Dans notre région le soleil cogne fort...cela m'oblige à m'enduire de crème très souvent...d'où l'importance de bien choisir son produit afin d'être sûre d'être correctement protégée et d'éviter de m'intoxiquer à forte dose par la peau...
Vu le nombre de produits sur le marché, j'ai cherché des infos avant de faire un choix et vous livre ici mes découvertes:
L'indice de protection (IP ou FPS):
Aucun filtre ne protège à 100%, l'écran total n'existe pas! (si: c'est rester à l'ombre!)

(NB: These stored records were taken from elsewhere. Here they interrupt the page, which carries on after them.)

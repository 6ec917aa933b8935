//! Domain events: what happened to sessions, turns, tools and the knowledge base.
//!
//! The UI and logs subscribe; publishers never wait on them. A subscriber that
//! falls behind by more than the bus capacity skips the oldest events.

use chrono::{DateTime, Utc};
use serde::{Deserialize, Serialize};
use std::sync::Arc;
use tokio::sync::broadcast;

#[derive(Debug, Clone, Serialize, Deserialize)]
#[serde(tag = "event", rename_all = "snake_case")]
pub enum DomainEvent {
    /// A session was created
    SessionCreated {
        session_id: String,
        timestamp: DateTime<Utc>,
    },

    /// A session was renamed
    SessionRenamed {
        session_id: String,
        title: String,
        timestamp: DateTime<Utc>,
    },

    /// A session was deleted from the authoritative store
    SessionDeleted {
        session_id: String,
        chunks_removed: usize,
        timestamp: DateTime<Utc>,
    },

    /// A reasoning turn finished (any terminal state)
    TurnCompleted {
        session_id: String,
        state: String,
        steps: u32,
        timestamp: DateTime<Utc>,
    },

    /// A tool was executed
    ToolExecuted {
        tool_name: String,
        success: bool,
        duration_ms: u64,
        timestamp: DateTime<Utc>,
    },

    /// The knowledge base was queried
    RetrievalPerformed {
        namespace: String,
        hits: usize,
        timestamp: DateTime<Utc>,
    },

    /// A document was chunked, embedded and indexed
    DocumentIngested {
        namespace: String,
        source: String,
        chunks: usize,
        timestamp: DateTime<Utc>,
    },

    /// The local history cache was reconciled against the store
    HistoryReconciled {
        repairs: usize,
        timestamp: DateTime<Utc>,
    },

    /// An error occurred
    ErrorOccurred {
        context: String,
        error_message: String,
        timestamp: DateTime<Utc>,
    },
}

impl DomainEvent {
    /// The session this event concerns, if any.
    pub fn session_id(&self) -> Option<&str> {
        match self {
            Self::SessionCreated { session_id, .. }
            | Self::SessionRenamed { session_id, .. }
            | Self::SessionDeleted { session_id, .. }
            | Self::TurnCompleted { session_id, .. } => Some(session_id),
            _ => None,
        }
    }
}

/// Fan-out of [`DomainEvent`]s over a `tokio::sync::broadcast` channel.
pub struct EventBus {
    sender: broadcast::Sender<Arc<DomainEvent>>,
}

impl EventBus {
    pub fn new(capacity: usize) -> Self {
        Self {
            sender: broadcast::channel(capacity.max(1)).0,
        }
    }

    /// Returns how many subscribers received the event; zero is not an error.
    pub fn publish(&self, event: DomainEvent) -> usize {
        self.sender.send(Arc::new(event)).unwrap_or(0)
    }

    pub fn subscribe(&self) -> broadcast::Receiver<Arc<DomainEvent>> {
        self.sender.subscribe()
    }
}

impl Default for EventBus {
    fn default() -> Self {
        Self::new(256)
    }
}

#[cfg(test)]
mod tests {
    use super::*;

    #[tokio::test]
    async fn event_bus_publish_subscribe() {
        let bus = EventBus::new(16);
        let mut rx = bus.subscribe();

        bus.publish(DomainEvent::ToolExecuted {
            tool_name: "calculator".into(),
            success: true,
            duration_ms: 42,
            timestamp: Utc::now(),
        });

        let event = rx.recv().await.unwrap();
        match event.as_ref() {
            DomainEvent::ToolExecuted { tool_name, success, .. } => {
                assert_eq!(tool_name, "calculator");
                assert!(success);
            }
            _ => panic!("Expected ToolExecuted event"),
        }
    }

    #[tokio::test]
    async fn every_subscriber_sees_session_deletes() {
        let bus = EventBus::new(16);
        let mut ui = bus.subscribe();
        let mut audit = bus.subscribe();

        bus.publish(DomainEvent::SessionDeleted {
            session_id: "s1".into(),
            chunks_removed: 3,
            timestamp: Utc::now(),
        });

        for rx in [&mut ui, &mut audit] {
            let event = rx.recv().await.unwrap();
            assert!(matches!(
                event.as_ref(),
                DomainEvent::SessionDeleted { chunks_removed: 3, .. }
            ));
            assert_eq!(event.session_id(), Some("s1"));
        }
    }

    #[test]
    fn publishing_without_subscribers_reaches_nobody() {
        let bus = EventBus::new(16);
        let reached = bus.publish(DomainEvent::ErrorOccurred {
            context: "turn:s1".into(),
            error_message: "model unavailable".into(),
            timestamp: Utc::now(),
        });
        assert_eq!(reached, 0);
    }

    #[test]
    fn events_serialize_with_snake_case_tag() {
        let event = DomainEvent::HistoryReconciled {
            repairs: 2,
            timestamp: Utc::now(),
        };
        let json = serde_json::to_value(&event).unwrap();
        assert_eq!(json["event"], "history_reconciled");
        assert_eq!(event.session_id(), None);
    }
}
//! Embedders: an offline feature-hashing embedder and one backed by the
//! provider's `/embeddings` endpoint.

use async_trait::async_trait;
use parley_core::embedding::{Embedder, EmbeddingVersion};
use parley_core::error::ProviderError;
use parley_core::provider::{EmbeddingRequest, Provider};
use std::sync::Arc;
use tracing::debug;

/// Model name recorded for vectors made by [`HashEmbedder`].
pub const HASH_EMBEDDER_MODEL: &str = "hash-v1";

/// Deterministic bag-of-words embedder using the hashing trick.
///
/// Latin text is split into lowercase alphanumeric words; CJK text
/// contributes each character and each adjacent character pair. Every token
/// lands in one of `dimensions` signed buckets and the result is
/// L2-normalized. Needs no network, so it is the default and the test
/// embedder.
pub struct HashEmbedder {
    dimensions: usize,
}

impl HashEmbedder {
    pub fn new(dimensions: usize) -> Self {
        Self {
            dimensions: dimensions.max(1),
        }
    }

    pub fn embed_text(&self, text: &str) -> Vec<f32> {
        let mut vector = vec![0.0f32; self.dimensions];
        for token in tokenize(text) {
            let h = fnv1a(token.as_bytes());
            let bucket = (h % self.dimensions as u64) as usize;
            let sign = if h >> 63 == 0 { 1.0 } else { -1.0 };
            vector[bucket] += sign;
        }
        let norm = vector.iter().map(|v| v * v).sum::<f32>().sqrt();
        if norm > 0.0 {
            for v in &mut vector {
                *v /= norm;
            }
        }
        vector
    }
}

#[async_trait]
impl Embedder for HashEmbedder {
    fn version(&self) -> EmbeddingVersion {
        EmbeddingVersion::new(HASH_EMBEDDER_MODEL, self.dimensions)
    }

    async fn embed(&self, texts: &[String]) -> Result<Vec<Vec<f32>>, ProviderError> {
        Ok(texts.iter().map(|t| self.embed_text(t)).collect())
    }
}

fn is_cjk(c: char) -> bool {
    matches!(c as u32,
        0x3040..=0x30FF      // kana
        | 0x3400..=0x4DBF    // CJK ext A
        | 0x4E00..=0x9FFF    // CJK unified
        | 0xAC00..=0xD7AF    // hangul
        | 0xF900..=0xFAFF)
}

fn tokenize(text: &str) -> Vec<String> {
    let mut tokens = Vec::new();
    let mut word = String::new();
    let mut prev_cjk: Option<char> = None;

    for c in text.chars() {
        if is_cjk(c) {
            if !word.is_empty() {
                tokens.push(std::mem::take(&mut word));
            }
            tokens.push(c.to_string());
            if let Some(p) = prev_cjk {
                tokens.push(format!("{p}{c}"));
            }
            prev_cjk = Some(c);
        } else if c.is_alphanumeric() {
            word.extend(c.to_lowercase());
            prev_cjk = None;
        } else {
            if !word.is_empty() {
                tokens.push(std::mem::take(&mut word));
            }
            prev_cjk = None;
        }
    }
    if !word.is_empty() {
        tokens.push(word);
    }
    tokens
}

/// 64-bit FNV-1a; stable across platforms and releases.
fn fnv1a(bytes: &[u8]) -> u64 {
    let mut hash: u64 = 0xcbf2_9ce4_8422_2325;
    for b in bytes {
        hash ^= u64::from(*b);
        hash = hash.wrapping_mul(0x0000_0100_0000_01b3);
    }
    hash
}

/// Embedder backed by a provider's embedding endpoint, batched.
pub struct ProviderEmbedder {
    provider: Arc<dyn Provider>,
    model: String,
    dimensions: usize,
    batch_size: usize,
}

impl ProviderEmbedder {
    pub fn new(
        provider: Arc<dyn Provider>,
        model: impl Into<String>,
        dimensions: usize,
        batch_size: usize,
    ) -> Self {
        Self {
            provider,
            model: model.into(),
            dimensions,
            batch_size: batch_size.max(1),
        }
    }
}

#[async_trait]
impl Embedder for ProviderEmbedder {
    fn version(&self) -> EmbeddingVersion {
        EmbeddingVersion::new(self.model.clone(), self.dimensions)
    }

    async fn embed(&self, texts: &[String]) -> Result<Vec<Vec<f32>>, ProviderError> {
        let mut vectors = Vec::with_capacity(texts.len());
        for batch in texts.chunks(self.batch_size) {
            debug!(model = %self.model, batch = batch.len(), "Embedding batch");
            let response = self
                .provider
                .embed(EmbeddingRequest {
                    model: self.model.clone(),
                    inputs: batch.to_vec(),
                })
                .await?;
            if response.embeddings.len() != batch.len() {
                return Err(ProviderError::InvalidResponse(format!(
                    "asked for {} embeddings, got {}",
                    batch.len(),
                    response.embeddings.len()
                )));
            }
            if let Some(bad) = response.embeddings.iter().find(|v| v.len() != self.dimensions) {
                return Err(ProviderError::InvalidResponse(format!(
                    "expected {}-dimensional embeddings, got {}",
                    self.dimensions,
                    bad.len()
                )));
            }
            vectors.extend(response.embeddings);
        }
        Ok(vectors)
    }
}
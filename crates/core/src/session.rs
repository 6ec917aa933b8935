//! Session metadata and the Session Store trait.
//!
//! The Session Store is the authoritative, durable record of every
//! conversation. The local UI history cache is only ever a projection of it.

use async_trait::async_trait;
use chrono::{DateTime, Utc};
use serde::{Deserialize, Serialize};

use crate::error::StoreError;
use crate::message::{Message, SessionId};

/// Maximum number of characters taken from the first user message for a title.
pub const TITLE_MAX_CHARS: usize = 20;

/// Per-session toggles.
#[derive(Debug, Clone, Copy, PartialEq, Eq, Serialize, Deserialize)]
pub struct SessionFlags {
    pub tools_enabled: bool,
    pub rag_enabled: bool,
}

impl Default for SessionFlags {
    fn default() -> Self {
        Self {
            tools_enabled: true,
            rag_enabled: true,
        }
    }
}

/// Everything about a session except its messages.
#[derive(Debug, Clone, PartialEq, Serialize, Deserialize)]
pub struct SessionMeta {
    pub id: SessionId,
    pub title: String,
    pub created_at: DateTime<Utc>,
    pub updated_at: DateTime<Utc>,
    #[serde(default)]
    pub message_count: u64,
    #[serde(default)]
    pub flags: SessionFlags,
    /// File names uploaded into this session's knowledge base.
    #[serde(default, skip_serializing_if = "Vec::is_empty")]
    pub documents: Vec<String>,
}

impl SessionMeta {
    pub fn new(id: SessionId, flags: SessionFlags) -> Self {
        let now = Utc::now();
        Self {
            id,
            title: default_title(now),
            created_at: now,
            updated_at: now,
            message_count: 0,
            flags,
            documents: Vec::new(),
        }
    }

    /// True while the title is still the generated placeholder.
    pub fn has_default_title(&self) -> bool {
        self.title == default_title(self.created_at)
    }

    /// Record an uploaded file name, ignoring duplicates.
    pub fn push_document(&mut self, name: &str) {
        if !self.documents.iter().any(|d| d == name) {
            self.documents.push(name.to_string());
        }
    }
}

/// Placeholder title for a fresh session, e.g. `New Chat 14:05`.
pub fn default_title(created_at: DateTime<Utc>) -> String {
    format!("New Chat {}", created_at.format("%H:%M"))
}

/// Title derived from the first user message: trimmed, first 20 characters.
pub fn title_from_text(text: &str) -> Option<String> {
    let line = text.split_whitespace().collect::<Vec<_>>().join(" ");
    if line.is_empty() {
        return None;
    }
    let title: String = line.chars().take(TITLE_MAX_CHARS).collect();
    Some(title.trim_end().to_string())
}

/// Sort newest first, the order every listing uses.
pub fn sort_newest_first(sessions: &mut [SessionMeta]) {
    sessions.sort_by(|a, b| b.created_at.cmp(&a.created_at).then_with(|| a.id.cmp(&b.id)));
}

/// The authoritative conversation store.
///
/// Every write is durable before it returns `Ok`. Writes to one session are
/// serialized; reads may run concurrently. A deleted session id is
/// tombstoned: later writes to it fail with [`StoreError::SessionDeleted`]
/// instead of silently recreating it.
#[async_trait]
pub trait SessionStore: Send + Sync {
    /// A short backend name for logs (`memory`, `file`, `sqlite`).
    fn name(&self) -> &str;

    /// Create a session explicitly ("new conversation").
    async fn create(&self, meta: SessionMeta) -> Result<SessionMeta, StoreError>;

    /// Append a message. Creates the session if it does not exist.
    ///
    /// The store assigns the next ordinal; the stored copy is returned.
    async fn append(&self, session_id: &SessionId, message: Message) -> Result<Message, StoreError>;

    /// All messages of a session, ordered by ordinal.
    async fn get(&self, session_id: &SessionId) -> Result<Vec<Message>, StoreError>;

    /// Metadata of a live session, `None` if unknown or deleted.
    async fn meta(&self, session_id: &SessionId) -> Result<Option<SessionMeta>, StoreError>;

    /// Delete a session. Returns whether anything was removed.
    async fn delete(&self, session_id: &SessionId) -> Result<bool, StoreError>;

    /// All live sessions, newest first.
    async fn list_sessions(&self) -> Result<Vec<SessionMeta>, StoreError>;

    /// Change the display title. The id never changes.
    async fn rename(&self, session_id: &SessionId, title: &str) -> Result<SessionMeta, StoreError>;

    async fn set_flags(
        &self,
        session_id: &SessionId,
        flags: SessionFlags,
    ) -> Result<SessionMeta, StoreError>;

    /// Record an uploaded document name on the session.
    async fn add_document(&self, session_id: &SessionId, name: &str) -> Result<SessionMeta, StoreError>;

    /// Whether this id was deleted at some point.
    async fn is_deleted(&self, session_id: &SessionId) -> Result<bool, StoreError>;
}

#[cfg(test)]
mod tests {
    use super::*;
    use chrono::TimeZone;

    #[test]
    fn default_title_uses_clock_time() {
        let at = Utc.with_ymd_and_hms(2026, 3, 1, 9, 7, 0).unwrap();
        assert_eq!(default_title(at), "New Chat 09:07");
    }

    #[test]
    fn title_takes_first_twenty_chars() {
        assert_eq!(
            title_from_text("  What is the capital\nof France and why?").as_deref(),
            Some("What is the capital")
        );
        assert_eq!(title_from_text("2+2?").as_deref(), Some("2+2?"));
        assert_eq!(title_from_text("   \n"), None);
    }

    #[test]
    fn title_counts_characters_not_bytes() {
        let title = title_from_text("请帮我总结一下这份文档的主要内容和结论，谢谢你的帮助").unwrap();
        assert_eq!(title.chars().count(), TITLE_MAX_CHARS);
    }

    #[test]
    fn new_session_has_default_title() {
        let mut meta = SessionMeta::new(SessionId::from("s1"), SessionFlags::default());
        assert!(meta.has_default_title());
        meta.title = "Taxes".into();
        assert!(!meta.has_default_title());
    }

    #[test]
    fn documents_are_deduplicated() {
        let mut meta = SessionMeta::new(SessionId::from("s1"), SessionFlags::default());
        meta.push_document("a.pdf");
        meta.push_document("a.pdf");
        meta.push_document("b.md");
        assert_eq!(meta.documents, vec!["a.pdf", "b.md"]);
    }
}
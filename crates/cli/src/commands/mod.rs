pub mod ask;
pub mod chat;
pub mod ingest;
pub mod onboard;
pub mod sessions;
pub mod status;
pub mod sync;

use anyhow::{Context, bail};
use parley_agent::{AgentStreamEvent, ChatService};
use parley_config::AppConfig;
use parley_core::message::{ImageRef, SessionId};
use std::path::Path;
use tracing::debug;

pub fn load_config() -> anyhow::Result<AppConfig> {
    AppConfig::load().context("Failed to load config")
}

/// Fail early with setup instructions when no key is configured.
pub fn require_api_key(config: &AppConfig) -> anyhow::Result<()> {
    if config.has_api_key() {
        return Ok(());
    }
    eprintln!();
    eprintln!("  ERROR: No API key configured!");
    eprintln!();
    eprintln!("  Set one of these environment variables:");
    eprintln!("    PARLEY_API_KEY     = 'sk-...'   (recommended)");
    eprintln!("    DASHSCOPE_API_KEY  = 'sk-...'   (DashScope compatible mode)");
    eprintln!("    OPENAI_API_KEY     = 'sk-...'   (any OpenAI-compatible endpoint)");
    eprintln!();
    eprintln!("  Or add it to your config file:");
    eprintln!("    {}", AppConfig::config_dir().join("config.toml").display());
    eprintln!();
    bail!("No API key found. See above for setup instructions.")
}

/// Open the session store, knowledge base and history cache.
pub async fn open_service(config: &AppConfig) -> anyhow::Result<ChatService> {
    debug!(config_dir = %AppConfig::config_dir().display(), "Opening chat service");
    let provider = parley_providers::build_from_config(config);
    ChatService::from_config(config, provider)
        .await
        .with_context(|| format!("Failed to open data directory {}", config.data_dir().display()))
}

/// Load the configured knowledge folder into the global knowledge base.
///
/// A failed load is reported and the command carries on.
pub async fn load_knowledge(service: &ChatService, config: &AppConfig) {
    if !config.ingest.load_knowledge_dir {
        return;
    }
    let dir = config.knowledge_dir();
    match service.load_knowledge_dir(&dir).await {
        Ok(load) => {
            for path in &load.skipped {
                eprintln!("  [Warning] Skipped knowledge file {}", path.display());
            }
            debug!(documents = load.documents, chunks = load.chunks, "Knowledge folder ready");
        }
        Err(e) => eprintln!("  [Warning] Knowledge folder {} not loaded: {e}", dir.display()),
    }
}

/// Find a session by full id or unique id prefix.
pub async fn resolve_session(service: &ChatService, needle: &str) -> anyhow::Result<SessionId> {
    let needle = needle.trim();
    let sessions = service.list_sessions().await;
    if let Some(exact) = sessions.iter().find(|s| s.id.as_str() == needle) {
        return Ok(exact.id.clone());
    }
    let matches: Vec<_> = sessions
        .iter()
        .filter(|s| !needle.is_empty() && s.id.as_str().starts_with(needle))
        .collect();
    match matches.as_slice() {
        [one] => Ok(one.id.clone()),
        [] => bail!("No session matches '{needle}'. Run `parley sessions list`."),
        _ => bail!("'{needle}' matches {} sessions; use more characters", matches.len()),
    }
}

pub fn load_image(path: &Path) -> anyhow::Result<ImageRef> {
    let mime = ImageRef::mime_for_path(&path.to_string_lossy())
        .with_context(|| format!("Unsupported image type: {}", path.display()))?;
    let bytes =
        std::fs::read(path).with_context(|| format!("Failed to read {}", path.display()))?;
    Ok(ImageRef::from_bytes(mime, &bytes))
}

pub fn short_id(id: &SessionId) -> &str {
    let s = id.as_str();
    s.get(..8).unwrap_or(s)
}

/// Print the intermediate steps of a turn as they happen.
pub fn render_event(event: &AgentStreamEvent) {
    match event {
        AgentStreamEvent::Thought { content, .. } => {
            for line in content.lines().filter(|l| !l.trim().is_empty()) {
                eprintln!("  · {line}");
            }
        }
        AgentStreamEvent::ToolCall { name, input, .. } => {
            eprintln!("  → {name} {input}");
        }
        AgentStreamEvent::ToolResult {
            name,
            output,
            success,
            ..
        } => {
            let mark = if *success { "←" } else { "✗" };
            let first = output.lines().next().unwrap_or_default();
            eprintln!("  {mark} {name}: {first}");
        }
        AgentStreamEvent::Retrieval { hits, sources } => {
            eprintln!("  📚 {hits} passages from {}", sources.join(", "));
        }
        AgentStreamEvent::Error { message, .. } => {
            eprintln!("  [Error] {message}");
        }
        AgentStreamEvent::Answer { .. } | AgentStreamEvent::Done { .. } => {}
    }
}
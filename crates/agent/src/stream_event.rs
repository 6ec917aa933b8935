//! Events a turn streams to the UI while it runs.
//!
//! Wire shape (JSON, tagged by `type`):
//! - `thought`     — reasoning text that came with a tool call
//! - `tool_call`   — a tool is about to run
//! - `tool_result` — the tool finished (or failed, or was unavailable)
//! - `retrieval`   — knowledge-base passages were found
//! - `answer`      — the final (or best-effort) answer
//! - `error`       — the turn failed
//! - `done`        — terminal state and step count

use serde::{Deserialize, Serialize};

#[derive(Debug, Clone, PartialEq, Serialize, Deserialize)]
#[serde(tag = "type", rename_all = "snake_case")]
pub enum AgentStreamEvent {
    Thought { step: u32, content: String },

    ToolCall {
        id: String,
        name: String,
        input: serde_json::Value,
    },

    ToolResult {
        id: String,
        name: String,
        output: String,
        success: bool,
    },

    Retrieval { hits: usize, sources: Vec<String> },

    Answer { content: String, truncated: bool },

    Error { kind: String, message: String },

    Done {
        session_id: String,
        state: String,
        steps: u32,
        tool_calls_made: usize,
    },
}

impl AgentStreamEvent {
    pub fn event_type(&self) -> &'static str {
        match self {
            Self::Thought { .. } => "thought",
            Self::ToolCall { .. } => "tool_call",
            Self::ToolResult { .. } => "tool_result",
            Self::Retrieval { .. } => "retrieval",
            Self::Answer { .. } => "answer",
            Self::Error { .. } => "error",
            Self::Done { .. } => "done",
        }
    }

    pub fn is_terminal(&self) -> bool {
        matches!(self, Self::Done { .. } | Self::Error { .. })
    }
}
//! Model provider implementations for Parley.
//!
//! All providers implement the `parley_core::Provider` trait; embedders
//! implement `parley_core::Embedder`. The factory builds both from
//! configuration.

pub mod embedder;
pub mod factory;
pub mod openai_compat;
pub mod retry;

pub use embedder::{HashEmbedder, ProviderEmbedder};
pub use factory::{build_embedder, build_from_config};
pub use openai_compat::OpenAiCompatProvider;
pub use retry::{RetryPolicy, RetryProvider};
//! Per-key async mutexes.
//!
//! Stores use this to serialize writes to one session (or namespace) while
//! leaving other keys free. Waiters on one key are served in FIFO order
//! because `tokio::sync::Mutex` is fair.

use std::collections::HashMap;
use std::hash::Hash;
use std::sync::Arc;
use tokio::sync::{Mutex, OwnedMutexGuard};

pub struct KeyedLocks<K> {
    locks: Mutex<HashMap<K, Arc<Mutex<()>>>>,
}

impl<K: Eq + Hash + Clone> KeyedLocks<K> {
    pub fn new() -> Self {
        Self {
            locks: Mutex::new(HashMap::new()),
        }
    }

    /// Wait for exclusive access to `key`. Released when the guard drops.
    pub async fn lock(&self, key: &K) -> OwnedMutexGuard<()> {
        let lock = {
            let mut locks = self.locks.lock().await;
            // Drop idle entries so the map does not grow with every key ever seen.
            locks.retain(|_, l| Arc::strong_count(l) > 1);
            locks.entry(key.clone()).or_insert_with(|| Arc::new(Mutex::new(()))).clone()
        };
        lock.lock_owned().await
    }

    /// Number of keys currently held or waited on.
    pub async fn active(&self) -> usize {
        self.locks
            .lock()
            .await
            .values()
            .filter(|l| Arc::strong_count(l) > 1)
            .count()
    }
}

impl<K: Eq + Hash + Clone> Default for KeyedLocks<K> {
    fn default() -> Self {
        Self::new()
    }
}

#[cfg(test)]
mod tests {
    use super::*;
    use std::time::Duration;

    #[tokio::test]
    async fn same_key_is_exclusive() {
        let locks = Arc::new(KeyedLocks::<String>::new());
        let log = Arc::new(Mutex::new(Vec::new()));

        let guard = locks.lock(&"s1".to_string()).await;
        let waiter = {
            let locks = locks.clone();
            let log = log.clone();
            tokio::spawn(async move {
                let _g = locks.lock(&"s1".to_string()).await;
                log.lock().await.push("second");
            })
        };
        tokio::time::sleep(Duration::from_millis(20)).await;
        log.lock().await.push("first");
        drop(guard);
        waiter.await.unwrap();

        assert_eq!(*log.lock().await, vec!["first", "second"]);
    }

    #[tokio::test]
    async fn different_keys_do_not_block() {
        let locks = KeyedLocks::<String>::new();
        let _a = locks.lock(&"a".to_string()).await;
        let b = tokio::time::timeout(Duration::from_millis(50), locks.lock(&"b".to_string())).await;
        assert!(b.is_ok());
        assert_eq!(locks.active().await, 2);
    }
}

Son calcul résulte d’une méthode que tous les laboratoires appliquent. Des volontaires viennent exposer leur dos, divisé en différentes zones (une sans protection solaire, l’autre ou les autres recouvertes de crèmes solaires), à un rayonnement artificiel d’UV. Le lendemain, on mesure le temps de protection contre les coups de soleil de chaque zone de peau et l’on en déduit l’indice de la crème. L'indice de protection est le rapport existant entre le temps nécessaire pour "obtenir" un coup de soleil avec et sans produit.
Les indices s'échelonnent de 8 à 90 voire plus.
Ce qu'il faut savoir c'est que la protection augmente très vite entre 0 et 30, mais ensuite entre 30 et 90, la différence de protection est minime...on parle même d'un risque supplémentaire pour les indices très élevés, du fait que l'utilisateur se sent très protéger et va, du coup, prendre plus de risques en restant plus longtemps au soleil!
On parle ici de protection contre les UVB. Les calculs sur les UVA s'avèrent plus hasardeux, parce qu'ils ne provoquent pas, eux, de coups de soleil...mais sont responsables de l'apparition de cancer de la peau!
Les ultraviolets, les UVA et les UVB
La quantité de lumière reçue du soleil, et donc celle des rayons ultraviolets (UV), change avec :
La latitude : le soleil est plus fort sous les tropiques ;
L’altitude : plus on monte, plus l’index UV est important ;
L’heure : à midi, les rayons sont verticaux, donc plus agressifs ;
Les saisons : le soleil est plus fort l’été que l’hiver.
Les risques d’exposition ne concernent pas seulement la période estivale. Entre les mois de septembre et d’avril, il faut savoir que les rayons UVA rayonnent dix-huit fois plus que les UVB. Et ce sont les plus dangereux, car les UVB sont arrêtés par la couche cornée tandis que les UVA pénètrent plus profondément dans la peau. Les UVA sont responsables des risques d’allergies et des cancers de la peau, alors que les UVB occasionnent les coups de soleil.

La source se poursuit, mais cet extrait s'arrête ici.